Creo que a todos nos irá mejor así a la larga, pero pocas veces termino el día sin sentirme mal por pensar que lo que rompió mi familia fue mi necesidad de un cambio. Si hubiera mantenido la boca cerrada y hubiera tratado de sentirme satisfecha con mi vida tal y como estaba, no habría sufrido nadie más. Mi marido no habría tenido que pasar por todas las dificultades que ha soportado durante el último año. Mis hijas no habrían tenido que ir de una casa a otra constantemente.
Saber que el final del matrimonio fue decisión mía es una losa pesada que no sé si algún día podré quitarme de encima.
La culpabilidad me impide seguir adelante con mi vida. Cada vez que siento que estoy haciéndolo bien, me arrastra de nuevo hacia atrás. Hace que la felicidad sea inalcanzable porque me obliga a preguntarme si me la merezco. Me veo obligada a reflexionar en profundidad siempre para llegar a la verdad, que es terriblemente difícil de ver.
Saber que el final del matrimonio fue decisión mía es una losa pesada que no sé si algún día podré quitarme de encima.
Y la verdad es que soy más amable y comprensiva con cualquier otra persona que conmigo. Si una madre me dijera lo infeliz que es en su matrimonio y que sabe qué es lo que debe hacer pero no encuentra fuerzas para hacerlo, la animaría a separarse porque su felicidad importa tanto como la de los demás. Jamás le diría a alguien que aguantara por su marido, ni siquiera por sus hijos. Cuando una persona se siente tan infeliz, toda la familia sufre. Esto lo sé, pero es más fácil pensarlo que aplicármelo.
Cuando me despierte mañana por la mañana, dejaré de estar nublada por la culpabilidad. Sé que cuanto más lo haga, más naturales me resultarán mis sentimientos, ya sean positivos o negativos, para pasar página y hacerle un espacio a lo nuevo. Al fin y al cabo, para eso replanteé mi vida en una nueva dirección: para hacer espacio.
Me acurruco con mis hijas, que están felices y satisfechas. Me hago un café, les envuelvo la comida y salimos de casa. Después, me acomodo en mi cafetería favorita y brota un nuevo sentimiento.
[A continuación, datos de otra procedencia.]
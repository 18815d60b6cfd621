//! Trait seams between the pipeline and its pluggable oracles.

pub mod similarity_provider;

pub use similarity_provider::{NullSimilarityProvider, SimilarityProvider};
// ---------------------------------------------------------------------------
// T3-03: Taint Reachability Depth
// ---------------------------------------------------------------------------

/// Set max_depth for reachability_forward to 5, 10, 50. Execution time must
/// scale linearly (not exponentially) when traversing the petgraph.
#[test]
fn t3_03_taint_reachability_depth() {
    // Build a linear chain of 200 nodes: A→B→C→...
    let mut graph = CallGraph::new();
    let mut nodes = Vec::new();

    for i in 0..200 {
        let node = FunctionNode {
            file: format!("src/file_{}.ts", i),
            name: format!("func_{}", i),
            qualified_name: None,
            language: "typescript".to_string(),
            line: 1,
            end_line: 10,
            is_entry_point: i == 0,
            is_exported: false,
            signature_hash: i as u64,
            body_hash: i as u64,
        };
        nodes.push(graph.add_function(node));
    }

    // Chain: 0→1→2→...→199
    for i in 0..199 {
        graph.add_edge(
            nodes[i],
            nodes[i + 1],
            CallEdge {
                resolution: Resolution::SameFile,
                confidence: 0.95,
                call_site_line: 5,
            },
        );
    }

    // Measure times at depths 5, 10, 50
    let depths = [5u32, 10, 50];
    let mut times = Vec::new();

    for &depth in &depths {
        let start = Instant::now();
        for _ in 0..100 {
            // Run multiple iterations for more stable timing
            let result = reachability_forward(&graph, nodes[0], Some(depth));
            assert!(result.reachable.len() <= depth as usize);
        }
        let elapsed = start.elapsed();
        times.push((depth, elapsed));
    }

    // Verify linear scaling: time at depth=50 should be <20× time at depth=5
    // (exponential would be ~2^45 ratio; linear is ~10×)
    let time_5 = times[0].1.as_nanos().max(1);
    let time_50 = times[2].1.as_nanos().max(1);
    let ratio = time_50 as f64 / time_5 as f64;

    assert!(
        ratio < 20.0,
        "Depth 50 / Depth 5 time ratio ({:.1}×) exceeds linear threshold (20×). \
         Times: depth=5: {:?}, depth=50: {:?}",
        ratio,
        times[0].1,
        times[2].1
    );
}

// ---------------------------------------------------------------------------
// T3-04: Confidence Tier Boundary Precision
// ---------------------------------------------------------------------------

/// Create patterns with posterior_mean at exactly 0.50, 0.70, 0.85.
/// Must classify as Tentative, Emerging, Established respectively.
#[test]
fn t3_04_confidence_tier_boundary_precision() {
    // Test the tier classification function directly at boundaries
    assert_eq!(
        ConfidenceTier::from_posterior_mean(0.85),
        ConfidenceTier::Established,
        "0.85 should be Established"
    );
    assert_eq!(
        ConfidenceTier::from_posterior_mean(0.70),
        ConfidenceTier::Emerging,
        "0.70 should be Emerging"
    );
    assert_eq!(
        ConfidenceTier::from_posterior_mean(0.50),
        ConfidenceTier::Tentative,
        "0.50 should be Tentative"
    );

    // Just below boundaries
    assert_eq!(
        ConfidenceTier::from_posterior_mean(0.8499999999),
        ConfidenceTier::Emerging,
        "0.849... should be Emerging (not Established)"
    );
    assert_eq!(
        ConfidenceTier::from_posterior_mean(0.6999999999),
        ConfidenceTier::Tentative,
        "0.699... should be Tentative (not Emerging)"
    );
    assert_eq!(
        ConfidenceTier::from_posterior_mean(0.4999999999),
        ConfidenceTier::Uncertain,
        "0.499... should be Uncertain (not Tentative)"
    );

    // Verify ConfidenceScore.from_params respects these boundaries too
    let score_established = ConfidenceScore::from_params(85.0, 15.0, MomentumDirection::Stable);
    assert_eq!(score_established.tier, ConfidenceTier::Established);
    assert!((score_established.posterior_mean - 0.85).abs() < 1e-10);

    let score_emerging = ConfidenceScore::from_params(70.0, 30.0, MomentumDirection::Stable);
    assert_eq!(score_emerging.tier, ConfidenceTier::Emerging);
    assert!((score_emerging.posterior_mean - 0.70).abs() < 1e-10);

    let score_tentative = ConfidenceScore::from_params(50.0, 50.0, MomentumDirection::Stable);
    assert_eq!(score_tentative.tier, ConfidenceTier::Tentative);
    assert!((score_tentative.posterior_mean - 0.50).abs() < 1e-10);
}

// ---------------------------------------------------------------------------
// T3-05: Temporal Decay Symmetry
// ---------------------------------------------------------------------------

/// Score a pattern, then simulate 90 days of inactivity via score_with_momentum.
/// Both alpha AND beta must decay proportionally (preserving posterior_mean
/// but widening credible interval).
#[test]
fn t3_05_temporal_decay_symmetry() {
    let scorer = make_scorer(100, 30);
    let pattern = make_pattern("decay_test", 80, 70);
    let mut tracker = MomentumTracker::new();
    for _ in 0..5 {
        tracker.record(80);
    }

    // Fresh score (0 days since last seen)
    let fresh = scorer.score_with_momentum(&pattern, &tracker, 30, 0);
    // Stale score (90 days since last seen — full decay)
    let stale = scorer.score_with_momentum(&pattern, &tracker, 30, 90);

    // Both alpha and beta should have decayed
    assert!(
        stale.alpha < fresh.alpha,
        "Alpha should decay: fresh={:.4}, stale={:.4}",
        fresh.alpha,
        stale.alpha
    );
    assert!(
        stale.beta < fresh.beta,
        "Beta should decay: fresh={:.4}, stale={:.4}",
        fresh.beta,
        stale.beta
    );

    // Posterior mean should be approximately preserved (symmetric decay)
    assert!(
        (fresh.posterior_mean - stale.posterior_mean).abs() < 0.05,
        "Symmetric decay should preserve posterior_mean: fresh={:.4}, stale={:.4}",
        fresh.posterior_mean,
        stale.posterior_mean
    );

    // CI should widen
    let fresh_width = fresh.credible_interval.1 - fresh.credible_interval.0;
    let stale_width = stale.credible_interval.1 - stale.credible_interval.0;
    assert!(
        stale_width > fresh_width,
        "90-day stale CI ({:.4}) should be wider than fresh CI ({:.4})",
        stale_width,
        fresh_width
    );
}

// ---------------------------------------------------------------------------
// T3-06: Feedback Loop Saturation
// ---------------------------------------------------------------------------

/// Apply 10,000 dismiss feedback events to the same pattern. Alpha must never
/// go below 0.01 (floor in scorer.rs:154); posterior_mean must not become NaN/Inf.
#[test]
fn t3_06_feedback_loop_saturation() {
    let mut store = InMemoryFeedbackStore::new();
    // 10,000 FP dismissals: each adds (0.0, 0.5)
    for _ in 0..10_000 {
        store.record("saturated", 0.0, 0.5);
    }

    let scorer = ConfidenceScorer::new(ScorerConfig {
        total_files: 100,
        default_age_days: 30,
        default_data_quality: None,
    })
    .with_feedback_store(Box::new(store));

    let pattern = make_pattern("saturated", 50, 40);
    let score = scorer.score(&pattern, MomentumDirection::Stable, 30, None, None);

    // Alpha must not go below 0.01 (floor)
    assert!(
        score.alpha >= 0.01,
        "Alpha must not go below 0.01 floor: {}",
        score.alpha
    );
    assert!(
        score.beta >= 0.01,
        "Beta must not go below 0.01 floor: {}",
        score.beta
    );

    // No NaN/Inf
    assert!(
        score.posterior_mean.is_finite(),
        "posterior_mean must be finite: {}",
        score.posterior_mean
    );
    assert!(
        score.credible_interval.0.is_finite(),
        "CI low must be finite: {}",
        score.credible_interval.0
    );
    assert!(
        score.credible_interval.1.is_finite(),
        "CI high must be finite: {}",
        score.credible_interval.1
    );

    // posterior_mean should be very low after 10K dismissals
    assert!(
        score.posterior_mean < 0.50,
        "10K dismissals should drive posterior_mean ({:.4}) well below 0.50",
        score.posterior_mean
    );
}

// ---------------------------------------------------------------------------
// T3-07: 6-Factor Weight Invariant
// ---------------------------------------------------------------------------

/// Verify WEIGHT_FREQUENCY + WEIGHT_CONSISTENCY + WEIGHT_AGE + WEIGHT_SPREAD
/// + WEIGHT_MOMENTUM + WEIGHT_DATA_QUALITY == 1.0.
#[test]
fn t3_07_six_factor_weight_invariant() {
    let sum = WEIGHT_FREQUENCY
        + WEIGHT_CONSISTENCY
        + WEIGHT_AGE
        + WEIGHT_SPREAD
        + WEIGHT_MOMENTUM
        + WEIGHT_DATA_QUALITY;

    assert!(
        (sum - 1.0).abs() < f64::EPSILON * 10.0,
        "6-factor weights must sum to 1.0, got {:.17}",
        sum
    );

    // Verify individual values match documented constants
    assert!((WEIGHT_FREQUENCY - 0.25).abs() < 1e-10, "WEIGHT_FREQUENCY should be 0.25");
    assert!((WEIGHT_CONSISTENCY - 0.20).abs() < 1e-10, "WEIGHT_CONSISTENCY should be 0.20");
    assert!((WEIGHT_AGE - 0.10).abs() < 1e-10, "WEIGHT_AGE should be 0.10");
    assert!((WEIGHT_SPREAD - 0.15).abs() < 1e-10, "WEIGHT_SPREAD should be 0.15");
    assert!((WEIGHT_MOMENTUM - 0.15).abs() < 1e-10, "WEIGHT_MOMENTUM should be 0.15");
    assert!((WEIGHT_DATA_QUALITY - 0.15).abs() < 1e-10, "WEIGHT_DATA_QUALITY should be 0.15");
}

// ---------------------------------------------------------------------------
// T3-08: DataQuality Factor Impact
// ---------------------------------------------------------------------------

/// Score the same pattern with data_quality=0.3 vs data_quality=0.9. Low
/// quality must produce lower composite score; weight is 0.15 of total.
#[test]
fn t3_08_data_quality_factor_impact() {
    let scorer = make_scorer(100, 30);
    let pattern = make_pattern("dq_test", 50, 40);

    let high_q = scorer.score(&pattern, MomentumDirection::Stable, 30, None, Some(0.9));
    let low_q = scorer.score(&pattern, MomentumDirection::Stable, 30, None, Some(0.3));

    assert!(
        high_q.posterior_mean > low_q.posterior_mean,
        "data_quality=0.9 ({:.4}) should score higher than data_quality=0.3 ({:.4})",
        high_q.posterior_mean,
        low_q.posterior_mean
    );

    // The difference should be meaningful (0.15 weight × 0.6 quality gap)
    let diff = high_q.posterior_mean - low_q.posterior_mean;
    assert!(
        diff > 0.001,
        "DataQuality difference ({:.6}) should be non-trivial",
        diff
    );
}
Me siento aliviada por haber tenido la conciencia, la fortaleza y el compromiso para cambiar mi vida, porque no fue sencillo, pero sí correcto. Sé que la culpabilidad no ha desaparecido. Sé que regresará y tendré que poner en orden mis pensamientos, como haría con mis mejores amigos. Sé que debo darme permiso para sentir compasión por mí misma.
Puede que siempre me sienta algo culpable por haber cambiado la configuración de mi familia, pero también sé que seré una persona más feliz y más sana y, por lo tanto, mejor madre. Y eso es lo que buscaba. En eso pienso cada vez que me acorrala la culpabilidad. Sé que cuanto más firmemente me asiente en esta nueva vida, más olas de confianza llegarán a mí.